Required work: Filter these entries, keeping only lines that hold the word "curve".

--------------------------------

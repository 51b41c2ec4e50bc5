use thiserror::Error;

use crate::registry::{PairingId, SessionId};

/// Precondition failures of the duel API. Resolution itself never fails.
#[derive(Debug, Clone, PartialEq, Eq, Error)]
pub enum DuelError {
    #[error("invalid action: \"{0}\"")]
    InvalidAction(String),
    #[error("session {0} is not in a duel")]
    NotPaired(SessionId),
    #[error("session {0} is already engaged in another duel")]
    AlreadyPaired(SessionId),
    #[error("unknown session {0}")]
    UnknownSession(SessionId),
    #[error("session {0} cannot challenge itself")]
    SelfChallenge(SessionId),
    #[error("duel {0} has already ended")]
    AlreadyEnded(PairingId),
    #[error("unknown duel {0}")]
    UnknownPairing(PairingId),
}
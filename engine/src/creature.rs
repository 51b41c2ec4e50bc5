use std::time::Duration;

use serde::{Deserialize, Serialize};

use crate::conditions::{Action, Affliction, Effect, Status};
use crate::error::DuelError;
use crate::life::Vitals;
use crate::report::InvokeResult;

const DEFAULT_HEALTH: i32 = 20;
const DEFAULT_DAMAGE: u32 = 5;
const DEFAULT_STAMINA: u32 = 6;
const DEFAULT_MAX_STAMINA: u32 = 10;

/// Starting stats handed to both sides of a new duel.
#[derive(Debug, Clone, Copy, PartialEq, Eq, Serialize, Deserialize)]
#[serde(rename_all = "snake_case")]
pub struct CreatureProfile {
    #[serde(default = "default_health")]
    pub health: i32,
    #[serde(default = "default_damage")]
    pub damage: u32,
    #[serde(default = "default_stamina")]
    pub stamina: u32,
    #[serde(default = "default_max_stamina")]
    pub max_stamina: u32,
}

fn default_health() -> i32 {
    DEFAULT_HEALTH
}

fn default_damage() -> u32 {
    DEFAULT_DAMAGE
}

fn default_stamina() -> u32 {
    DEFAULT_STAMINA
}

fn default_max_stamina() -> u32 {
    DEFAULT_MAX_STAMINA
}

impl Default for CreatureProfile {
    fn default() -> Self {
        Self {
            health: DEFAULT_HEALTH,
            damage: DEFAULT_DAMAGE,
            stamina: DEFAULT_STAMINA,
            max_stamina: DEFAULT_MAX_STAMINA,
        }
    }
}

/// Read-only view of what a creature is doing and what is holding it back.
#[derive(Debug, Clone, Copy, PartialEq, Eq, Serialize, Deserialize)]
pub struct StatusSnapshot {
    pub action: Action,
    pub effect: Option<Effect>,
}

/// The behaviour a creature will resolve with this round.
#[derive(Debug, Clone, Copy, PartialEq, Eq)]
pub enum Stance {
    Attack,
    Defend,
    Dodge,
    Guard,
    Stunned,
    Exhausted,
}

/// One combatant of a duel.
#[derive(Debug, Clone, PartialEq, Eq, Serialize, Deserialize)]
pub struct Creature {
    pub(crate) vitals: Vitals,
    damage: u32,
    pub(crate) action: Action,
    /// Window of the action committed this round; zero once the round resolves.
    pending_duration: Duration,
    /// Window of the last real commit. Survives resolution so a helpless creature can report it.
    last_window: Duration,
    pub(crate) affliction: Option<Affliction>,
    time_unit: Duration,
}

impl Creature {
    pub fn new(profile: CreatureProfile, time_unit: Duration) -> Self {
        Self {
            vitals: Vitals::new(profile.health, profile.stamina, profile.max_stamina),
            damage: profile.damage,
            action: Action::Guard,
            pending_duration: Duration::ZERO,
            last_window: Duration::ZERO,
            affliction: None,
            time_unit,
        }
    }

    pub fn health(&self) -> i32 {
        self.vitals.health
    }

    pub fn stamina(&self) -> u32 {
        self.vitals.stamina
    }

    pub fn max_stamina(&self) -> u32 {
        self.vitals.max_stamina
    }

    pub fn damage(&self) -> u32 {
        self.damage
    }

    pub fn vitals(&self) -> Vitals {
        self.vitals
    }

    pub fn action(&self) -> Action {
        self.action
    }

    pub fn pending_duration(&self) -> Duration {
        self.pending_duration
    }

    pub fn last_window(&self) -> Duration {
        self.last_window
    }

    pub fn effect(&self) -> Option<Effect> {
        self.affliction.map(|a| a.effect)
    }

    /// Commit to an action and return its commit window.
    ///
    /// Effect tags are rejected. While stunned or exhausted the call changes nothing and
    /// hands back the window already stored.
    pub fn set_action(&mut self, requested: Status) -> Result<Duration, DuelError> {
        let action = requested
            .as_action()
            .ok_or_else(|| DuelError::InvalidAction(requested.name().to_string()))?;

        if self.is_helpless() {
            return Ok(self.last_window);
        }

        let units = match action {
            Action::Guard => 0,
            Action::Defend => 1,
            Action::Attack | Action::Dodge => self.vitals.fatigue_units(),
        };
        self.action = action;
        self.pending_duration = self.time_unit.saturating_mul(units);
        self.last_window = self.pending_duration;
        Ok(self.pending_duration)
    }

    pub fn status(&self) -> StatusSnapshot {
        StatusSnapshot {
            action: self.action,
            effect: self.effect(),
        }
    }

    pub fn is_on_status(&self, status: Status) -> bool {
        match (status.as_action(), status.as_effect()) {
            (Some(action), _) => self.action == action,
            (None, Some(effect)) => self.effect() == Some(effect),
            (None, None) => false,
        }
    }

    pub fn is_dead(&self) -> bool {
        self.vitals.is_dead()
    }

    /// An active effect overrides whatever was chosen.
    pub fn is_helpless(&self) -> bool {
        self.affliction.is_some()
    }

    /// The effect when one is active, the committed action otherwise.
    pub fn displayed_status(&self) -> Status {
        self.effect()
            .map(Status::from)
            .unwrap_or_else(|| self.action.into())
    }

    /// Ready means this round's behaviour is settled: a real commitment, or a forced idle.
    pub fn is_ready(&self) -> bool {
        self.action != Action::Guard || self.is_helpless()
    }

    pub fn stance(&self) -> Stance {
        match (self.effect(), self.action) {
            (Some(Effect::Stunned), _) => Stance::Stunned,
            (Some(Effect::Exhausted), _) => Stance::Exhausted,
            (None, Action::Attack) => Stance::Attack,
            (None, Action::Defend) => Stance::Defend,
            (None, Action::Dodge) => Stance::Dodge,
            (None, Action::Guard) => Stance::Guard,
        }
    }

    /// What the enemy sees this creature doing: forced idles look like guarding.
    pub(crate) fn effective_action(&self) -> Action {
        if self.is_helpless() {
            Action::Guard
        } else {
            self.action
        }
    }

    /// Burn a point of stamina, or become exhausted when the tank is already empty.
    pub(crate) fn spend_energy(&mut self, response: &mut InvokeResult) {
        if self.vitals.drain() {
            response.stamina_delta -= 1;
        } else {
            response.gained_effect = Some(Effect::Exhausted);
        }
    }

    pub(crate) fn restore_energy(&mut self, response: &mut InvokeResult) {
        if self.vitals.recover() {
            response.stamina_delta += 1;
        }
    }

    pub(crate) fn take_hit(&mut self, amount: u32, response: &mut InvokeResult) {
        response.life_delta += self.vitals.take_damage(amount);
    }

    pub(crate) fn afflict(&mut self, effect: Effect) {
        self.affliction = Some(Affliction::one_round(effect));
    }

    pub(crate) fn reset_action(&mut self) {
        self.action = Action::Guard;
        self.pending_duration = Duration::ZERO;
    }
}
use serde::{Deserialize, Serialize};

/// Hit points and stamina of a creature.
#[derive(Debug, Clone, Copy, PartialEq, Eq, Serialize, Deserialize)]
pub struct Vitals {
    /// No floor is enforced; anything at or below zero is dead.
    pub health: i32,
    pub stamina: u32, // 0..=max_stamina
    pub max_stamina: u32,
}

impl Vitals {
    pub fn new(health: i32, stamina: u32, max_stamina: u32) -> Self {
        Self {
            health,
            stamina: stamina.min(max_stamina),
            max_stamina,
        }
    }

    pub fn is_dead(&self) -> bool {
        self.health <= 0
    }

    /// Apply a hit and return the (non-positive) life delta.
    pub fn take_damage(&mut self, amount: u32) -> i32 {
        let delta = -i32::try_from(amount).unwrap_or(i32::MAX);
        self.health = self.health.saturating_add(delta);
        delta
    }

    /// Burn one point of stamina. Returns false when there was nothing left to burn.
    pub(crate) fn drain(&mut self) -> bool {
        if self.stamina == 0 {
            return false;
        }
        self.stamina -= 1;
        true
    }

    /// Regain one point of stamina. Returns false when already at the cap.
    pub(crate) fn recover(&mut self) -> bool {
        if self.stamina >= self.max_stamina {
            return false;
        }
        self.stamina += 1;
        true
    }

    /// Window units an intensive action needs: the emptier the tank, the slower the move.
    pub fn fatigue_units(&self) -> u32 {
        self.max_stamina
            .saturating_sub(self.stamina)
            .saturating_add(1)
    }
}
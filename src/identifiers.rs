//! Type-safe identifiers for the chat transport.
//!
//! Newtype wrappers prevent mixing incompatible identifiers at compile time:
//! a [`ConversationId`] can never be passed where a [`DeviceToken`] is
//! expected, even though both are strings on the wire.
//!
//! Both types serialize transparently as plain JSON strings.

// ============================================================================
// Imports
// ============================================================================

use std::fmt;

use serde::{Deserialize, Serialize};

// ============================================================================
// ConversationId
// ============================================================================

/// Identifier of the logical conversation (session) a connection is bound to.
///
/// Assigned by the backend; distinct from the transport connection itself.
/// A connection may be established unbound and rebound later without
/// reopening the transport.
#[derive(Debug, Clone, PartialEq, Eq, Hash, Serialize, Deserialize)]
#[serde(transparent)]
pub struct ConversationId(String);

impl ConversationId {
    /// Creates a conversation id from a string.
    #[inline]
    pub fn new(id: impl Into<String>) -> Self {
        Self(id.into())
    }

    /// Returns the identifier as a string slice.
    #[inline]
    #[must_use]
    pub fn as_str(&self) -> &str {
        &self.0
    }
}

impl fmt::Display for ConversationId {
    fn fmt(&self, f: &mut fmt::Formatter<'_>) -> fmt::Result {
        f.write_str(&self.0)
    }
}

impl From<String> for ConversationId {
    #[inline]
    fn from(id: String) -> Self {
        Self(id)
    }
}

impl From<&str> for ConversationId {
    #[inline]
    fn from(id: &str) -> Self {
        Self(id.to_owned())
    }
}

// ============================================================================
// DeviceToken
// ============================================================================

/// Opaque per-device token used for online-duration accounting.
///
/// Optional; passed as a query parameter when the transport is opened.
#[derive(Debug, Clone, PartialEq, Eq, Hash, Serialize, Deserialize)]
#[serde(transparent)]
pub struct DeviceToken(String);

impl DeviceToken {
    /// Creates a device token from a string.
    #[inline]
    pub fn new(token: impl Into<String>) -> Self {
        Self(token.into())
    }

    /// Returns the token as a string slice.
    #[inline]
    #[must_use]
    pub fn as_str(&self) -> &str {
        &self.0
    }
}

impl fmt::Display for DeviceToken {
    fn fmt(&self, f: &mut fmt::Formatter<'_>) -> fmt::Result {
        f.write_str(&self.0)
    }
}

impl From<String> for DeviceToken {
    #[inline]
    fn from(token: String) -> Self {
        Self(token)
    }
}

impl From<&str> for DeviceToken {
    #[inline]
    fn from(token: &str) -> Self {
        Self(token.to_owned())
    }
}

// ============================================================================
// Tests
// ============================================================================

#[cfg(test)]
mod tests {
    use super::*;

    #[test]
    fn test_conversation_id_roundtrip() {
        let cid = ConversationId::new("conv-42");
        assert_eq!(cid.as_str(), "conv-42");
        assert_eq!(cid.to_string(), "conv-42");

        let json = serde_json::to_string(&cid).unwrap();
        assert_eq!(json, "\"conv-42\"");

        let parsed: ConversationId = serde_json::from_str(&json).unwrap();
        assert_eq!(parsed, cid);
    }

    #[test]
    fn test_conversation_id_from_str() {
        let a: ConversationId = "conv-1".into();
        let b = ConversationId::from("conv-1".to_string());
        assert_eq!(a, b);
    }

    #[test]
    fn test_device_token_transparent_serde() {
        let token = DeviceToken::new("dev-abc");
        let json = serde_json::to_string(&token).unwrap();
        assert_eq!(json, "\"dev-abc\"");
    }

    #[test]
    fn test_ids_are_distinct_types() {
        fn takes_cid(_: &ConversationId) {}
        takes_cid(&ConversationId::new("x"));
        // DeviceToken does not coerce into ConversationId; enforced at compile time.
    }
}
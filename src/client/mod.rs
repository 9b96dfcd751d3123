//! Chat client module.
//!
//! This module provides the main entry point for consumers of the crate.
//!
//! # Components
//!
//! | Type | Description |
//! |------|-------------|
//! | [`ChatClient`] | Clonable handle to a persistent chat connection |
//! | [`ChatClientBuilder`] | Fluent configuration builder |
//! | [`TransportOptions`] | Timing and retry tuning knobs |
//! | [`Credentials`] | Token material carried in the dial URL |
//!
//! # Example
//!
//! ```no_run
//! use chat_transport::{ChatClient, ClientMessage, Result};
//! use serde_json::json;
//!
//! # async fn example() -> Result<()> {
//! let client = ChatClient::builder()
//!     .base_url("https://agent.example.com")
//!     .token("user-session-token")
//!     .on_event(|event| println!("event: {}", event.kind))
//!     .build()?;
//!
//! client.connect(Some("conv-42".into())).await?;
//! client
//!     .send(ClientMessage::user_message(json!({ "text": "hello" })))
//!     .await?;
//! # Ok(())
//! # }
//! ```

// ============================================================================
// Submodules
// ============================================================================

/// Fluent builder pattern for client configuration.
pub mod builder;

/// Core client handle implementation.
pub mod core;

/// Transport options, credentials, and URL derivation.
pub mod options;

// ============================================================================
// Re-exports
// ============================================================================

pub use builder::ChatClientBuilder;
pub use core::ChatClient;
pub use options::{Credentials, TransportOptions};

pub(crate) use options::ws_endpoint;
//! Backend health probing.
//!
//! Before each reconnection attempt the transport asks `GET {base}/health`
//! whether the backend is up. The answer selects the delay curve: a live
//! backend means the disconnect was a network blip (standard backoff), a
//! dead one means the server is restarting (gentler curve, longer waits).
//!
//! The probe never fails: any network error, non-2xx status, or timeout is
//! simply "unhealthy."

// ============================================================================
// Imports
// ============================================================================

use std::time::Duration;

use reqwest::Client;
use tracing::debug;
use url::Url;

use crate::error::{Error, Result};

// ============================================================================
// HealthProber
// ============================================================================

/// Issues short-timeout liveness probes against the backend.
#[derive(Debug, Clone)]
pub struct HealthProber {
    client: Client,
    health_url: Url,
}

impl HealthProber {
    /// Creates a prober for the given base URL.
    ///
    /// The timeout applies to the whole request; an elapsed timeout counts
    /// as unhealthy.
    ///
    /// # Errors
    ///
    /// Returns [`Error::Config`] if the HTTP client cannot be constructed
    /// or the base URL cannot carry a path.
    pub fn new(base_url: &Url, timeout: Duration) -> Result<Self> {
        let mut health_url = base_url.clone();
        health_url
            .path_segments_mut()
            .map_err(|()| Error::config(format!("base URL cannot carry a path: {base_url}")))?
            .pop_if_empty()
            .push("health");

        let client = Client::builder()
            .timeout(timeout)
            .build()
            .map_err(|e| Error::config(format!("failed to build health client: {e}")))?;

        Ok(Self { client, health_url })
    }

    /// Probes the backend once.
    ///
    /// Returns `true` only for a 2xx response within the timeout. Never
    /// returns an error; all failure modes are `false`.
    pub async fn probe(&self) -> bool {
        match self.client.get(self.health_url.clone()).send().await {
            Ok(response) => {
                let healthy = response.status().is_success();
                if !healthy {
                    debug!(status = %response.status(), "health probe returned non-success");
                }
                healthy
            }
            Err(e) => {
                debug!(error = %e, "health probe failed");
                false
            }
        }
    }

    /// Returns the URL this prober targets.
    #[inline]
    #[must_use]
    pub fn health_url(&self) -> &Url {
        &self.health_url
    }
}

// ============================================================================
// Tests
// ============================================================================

--------------------------------

Reply:
//! whether the backend is up. The answer selects the delay curve: a live
//! dead one means the server is restarting (gentler curve, longer waits).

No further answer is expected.